Building topological device through emerging robust helical surface states

TL;DR

This paper introduces a method to manipulate helical surface states in Z_2=0 topological systems, enabling the creation of topological devices with high on-off ratios by doping magnetic impurities.

Contribution

It presents a novel nonlocal manipulation technique for topological devices using magnetic impurity doping in Z_2=0 systems, extending to 3D models and Dirac semimetals.

Findings

Edge states can be controlled by magnetic impurities.

System alternates between perfect conduction and insulation.

Method applicable to 3D and Dirac semimetals.

Abstract

We propose a nonlocal manipulation method to build topological devices through emerging robust helical surface states in Z_2=0 topological systems.
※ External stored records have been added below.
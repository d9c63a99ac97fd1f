// likeness-embed - Type conversion traits
// Copyright (c) 2025 Tom Waddington. MIT licensed.

//! Type conversion between Rust types and likeness values.
//!
//! This module provides the [`IntoValue`] and [`FromValue`] traits for
//! converting between Rust types and [`Value`].
//!
//! # Built-in Conversions
//!
//! | Rust Type | Value |
//! |-----------|-------|
//! | `()` | `null` |
//! | `bool` | `Bool` |
//! | `i32`, `i64`, `u32`, `usize` | `Int` |
//! | `f32`, `f64` | `Float` |
//! | `String`, `&str` | `Text` |
//! | `Vec<T>` | `Seq` |
//! | `Option<T>` | `Some` / `None` variant |
//! | `Result<T, E>` | `Ok` / `Err` variant |
//! | `HashMap<K, V>` | `Map` |
//! | `BTreeMap<String, V>` | `Record` |
//! | `HashSet<T>` | `Set` |
//! | `DateTime<Utc>` | `Timestamp` |
//!
//! # Custom Conversions
//!
//! ```rust
//! use likeness_embed::{Error, FromValue, IntoValue, Result, Value};
//!
//! struct Point { x: i64, y: i64 }
//!
//! impl IntoValue for Point {
//!     fn into_value(self) -> Value {
//!         Value::record([("x", Value::int(self.x)), ("y", Value::int(self.y))])
//!     }
//! }
//!
//! impl FromValue for Point {
//!     fn from_value(value: &Value) -> Result<Self> {
//!         let record = value
//!             .as_record()
//!             .ok_or_else(|| Error::type_error("record", value.type_name()))?;
//!         let field = |key| {
//!             record
//!                 .get(key)
//!                 .ok_or_else(|| Error::type_error("point field", "absent"))
//!                 .and_then(i64::from_value)
//!         };
//!         Ok(Point { x: field("x")?, y: field("y")? })
//!     }
//! }
//! ```

use std::collections::{BTreeMap, HashMap, HashSet};
use std::hash::Hash;
use std::sync::Arc;

use likeness_core::{DateTime, Error, Result, Utc, Value, match_option, match_result};

/// Convert a Rust type into a `Value`.
pub trait IntoValue {
    fn into_value(self) -> Value;
}

/// Convert a `Value` into a Rust type.
pub trait FromValue: Sized {
    fn from_value(value: &Value) -> Result<Self>;
}

// ============================================================================
// IntoValue implementations
// ============================================================================

impl IntoValue for Value {
    fn into_value(self) -> Value {
        self
    }
}

impl IntoValue for () {
    fn into_value(self) -> Value {
        Value::Null
    }
}

impl IntoValue for bool {
    fn into_value(self) -> Value {
        Value::Bool(self)
    }
}

impl IntoValue for i64 {
    fn into_value(self) -> Value {
        Value::int(self)
    }
}

impl IntoValue for i32 {
    fn into_value(self) -> Value {
        Value::int(i64::from(self))
    }
}

impl IntoValue for u32 {
    fn into_value(self) -> Value {
        Value::int(i64::from(self))
    }
}

impl IntoValue for usize {
    fn into_value(self) -> Value {
        // Beyond i64 only a float keeps the magnitude
        i64::try_from(self).map_or(Value::float(self as f64), Value::int)
    }
}

impl IntoValue for f64 {
    fn into_value(self) -> Value {
        Value::float(self)
    }
}

impl IntoValue for f32 {
    fn into_value(self) -> Value {
        Value::float(f64::from(self))
    }
}

impl IntoValue for String {
    fn into_value(self) -> Value {
        Value::text(self)
    }
}

impl IntoValue for &str {
    fn into_value(self) -> Value {
        Value::text(self)
    }
}

impl IntoValue for Arc<str> {
    fn into_value(self) -> Value {
        Value::Text(self)
    }
}

impl<T: IntoValue> IntoValue for Vec<T> {
    fn into_value(self) -> Value {
        Value::seq(self.into_iter().map(IntoValue::into_value).collect())
    }
}

impl<T: IntoValue> IntoValue for Option<T> {
    fn into_value(self) -> Value {
        match self {
            Some(v) => Value::some(v.into_value()),
            None => Value::none(),
        }
    }
}

impl<T: IntoValue, E: IntoValue> IntoValue for std::result::Result<T, E> {
    fn into_value(self) -> Value {
        match self {
            Ok(v) => Value::ok(v.into_value()),
            Err(e) => Value::err(e.into_value()),
        }
    }
}

impl<K: IntoValue, V: IntoValue> IntoValue for HashMap<K, V> {
    fn into_value(self) -> Value {
        let pairs: Vec<(Value, Value)> = self
            .into_iter()
            .map(|(k, v)| (k.into_value(), v.into_value()))
            .collect();
        Value::map(pairs)
    }
}

impl<V: IntoValue> IntoValue for BTreeMap<String, V> {
    fn into_value(self) -> Value {
        Value::record(self.into_iter().map(|(k, v)| (k, v.into_value())))
    }
}

impl<T: IntoValue> IntoValue for HashSet<T> {
    fn into_value(self) -> Value {
        Value::set(self.into_iter().map(IntoValue::into_value).collect())
    }
}

impl IntoValue for DateTime<Utc> {
    fn into_value(self) -> Value {
        Value::timestamp(self)
    }
}

// ============================================================================
// FromValue implementations
// ============================================================================

impl FromValue for Value {
    fn from_value(value: &Value) -> Result<Self> {
        Ok(value.clone())
    }
}

impl FromValue for () {
    fn from_value(value: &Value) -> Result<Self> {
        match value {
            Value::Null => Ok(()),
            other => Err(Error::type_error("null", other.type_name())),
        }
    }
}

impl FromValue for bool {
    fn from_value(value: &Value) -> Result<Self> {
        match value {
            Value::Bool(b) => Ok(*b),
            other => Err(Error::type_error("bool", other.type_name())),
        }
    }
}

impl FromValue for i64 {
    fn from_value(value: &Value) -> Result<Self> {
        match value {
            Value::Int(n) => Ok(*n),
            other => Err(Error::type_error("integer", other.type_name())),
        }
    }
}

impl FromValue for i32 {
    fn from_value(value: &Value) -> Result<Self> {
        match value {
            Value::Int(n) => i32::try_from(*n).map_err(|_| Error::out_of_range(n, "i32")),
            other => Err(Error::type_error("integer", other.type_name())),
        }
    }
}

impl FromValue for u32 {
    fn from_value(value: &Value) -> Result<Self> {
        match value {
            Value::Int(n) => u32::try_from(*n).map_err(|_| Error::out_of_range(n, "u32")),
            other => Err(Error::type_error("integer", other.type_name())),
        }
    }
}

impl FromValue for usize {
    fn from_value(value: &Value) -> Result<Self> {
        match value {
            Value::Int(n) => usize::try_from(*n).map_err(|_| Error::out_of_range(n, "usize")),
            other => Err(Error::type_error("non-negative integer", other.type_name())),
        }
    }
}

impl FromValue for f64 {
    fn from_value(value: &Value) -> Result<Self> {
        match value {
            Value::Float(n) => Ok(*n),
            Value::Int(n) => Ok(*n as f64),
            other => Err(Error::type_error("number", other.type_name())),
        }
    }
}

impl FromValue for f32 {
    fn from_value(value: &Value) -> Result<Self> {
        let n = f64::from_value(value)?;
        let result = n as f32;
        if result.is_infinite() && n.is_finite() {
            Err(Error::out_of_range(n, "f32"))
        } else {
            Ok(result)
        }
    }
}

impl FromValue for String {
    fn from_value(value: &Value) -> Result<Self> {
        match value {
            Value::Text(s) => Ok(s.to_string()),
            other => Err(Error::type_error("text", other.type_name())),
        }
    }
}

impl<T: FromValue> FromValue for Vec<T> {
    fn from_value(value: &Value) -> Result<Self> {
        match value {
            Value::Seq(v) | Value::Set(v) => v.iter().map(T::from_value).collect(),
            other => Err(Error::type_error("sequence", other.type_name())),
        }
    }
}

impl<T: FromValue> FromValue for Option<T> {
    fn from_value(value: &Value) -> Result<Self> {
        match_option(value, |payload| T::from_value(payload).map(Some), || Ok(None))?
    }
}

impl<T: FromValue, E: FromValue> FromValue for std::result::Result<T, E> {
    fn from_value(value: &Value) -> Result<Self> {
        match_result(
            value,
            |payload| T::from_value(payload).map(Ok),
            |payload| E::from_value(payload).map(Err),
        )?
    }
}

impl<K: FromValue + Eq + Hash, V: FromValue> FromValue for HashMap<K, V> {
    fn from_value(value: &Value) -> Result<Self> {
        match value {
            Value::Map(pairs) => {
                let mut result = HashMap::with_capacity(pairs.len());
                for (k, v) in pairs.iter() {
                    result.insert(K::from_value(k)?, V::from_value(v)?);
                }
                Ok(result)
            }
            other => Err(Error::type_error("map", other.type_name())),
        }
    }
}

impl<V: FromValue> FromValue for BTreeMap<String, V> {
    fn from_value(value: &Value) -> Result<Self> {
        match value {
            Value::Record(record) => record
                .iter()
                .map(|(k, v)| Ok((k.to_string(), V::from_value(v)?)))
                .collect(),
            other => Err(Error::type_error("record", other.type_name())),
        }
    }
}

impl<T: FromValue + Eq + Hash> FromValue for HashSet<T> {
    fn from_value(value: &Value) -> Result<Self> {
        match value {
            Value::Set(v) | Value::Seq(v) => v.iter().map(T::from_value).collect(),
            other => Err(Error::type_error("set", other.type_name())),
        }
    }
}

impl FromValue for DateTime<Utc> {
    fn from_value(value: &Value) -> Result<Self> {
        match value {
            Value::Timestamp(at) => Ok(*at),
            other => Err(Error::type_error("timestamp", other.type_name())),
        }
    }
}

// ============================================================================
// Convenience functions
// ============================================================================

/// Convert a Rust value into a `Value`.
#[must_use]
pub fn to_value<T: IntoValue>(value: T) -> Value {
    value.into_value()
}

/// Convert a `Value` into a Rust type.
pub fn from_value<T: FromValue>(value: &Value) -> Result<T> {
    T::from_value(value)
}

#[cfg(test)]
mod tests {
    use super::*;

    #[test]
    fn test_integer_narrowing() {
        assert_eq!(i32::from_value(&Value::int(7)), Ok(7));
        assert_eq!(
            i32::from_value(&Value::int(i64::MAX)),
            Err(Error::out_of_range(i64::MAX, "i32"))
        );
        assert!(usize::from_value(&Value::int(-1)).is_err());
        assert_eq!(u32::MAX.into_value(), Value::int(i64::from(u32::MAX)));
    }

    #[test]
    fn test_float_conversions() {
        assert_eq!(f64::from_value(&Value::int(2)), Ok(2.0));
        assert!(f32::from_value(&Value::float(1e300)).is_err());
        assert_eq!(f32::from_value(&Value::float(f64::INFINITY)), Ok(f32::INFINITY));
    }

    #[test]
    fn test_type_errors_name_the_kind() {
        assert_eq!(
            String::from_value(&Value::int(1)),
            Err(Error::type_error("text", "number"))
        );
    }
}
Specifically, in a ribbon of Z_2=0 Bernevig- Hughes-Zhang (BHZ) model with finite-size effect, if magnetic impurities are doped on the top (bottom) edge, the edge states on the bottom (top) edge can be altered according to the strengths and directions of these magnetic impurities. Consequently, the backscattering between the emerging robust helical edge states and gapped normal edge states due to finite-size confinement is also changed, which makes the system alternate between a perfect one-channel conductor and a perfect insulator. This effect allows us to fabricate topological devices with high on-off ratio. Moreover, it can also be generalized to 3D model and more realistic Cd3As2 type Dirac semimetals.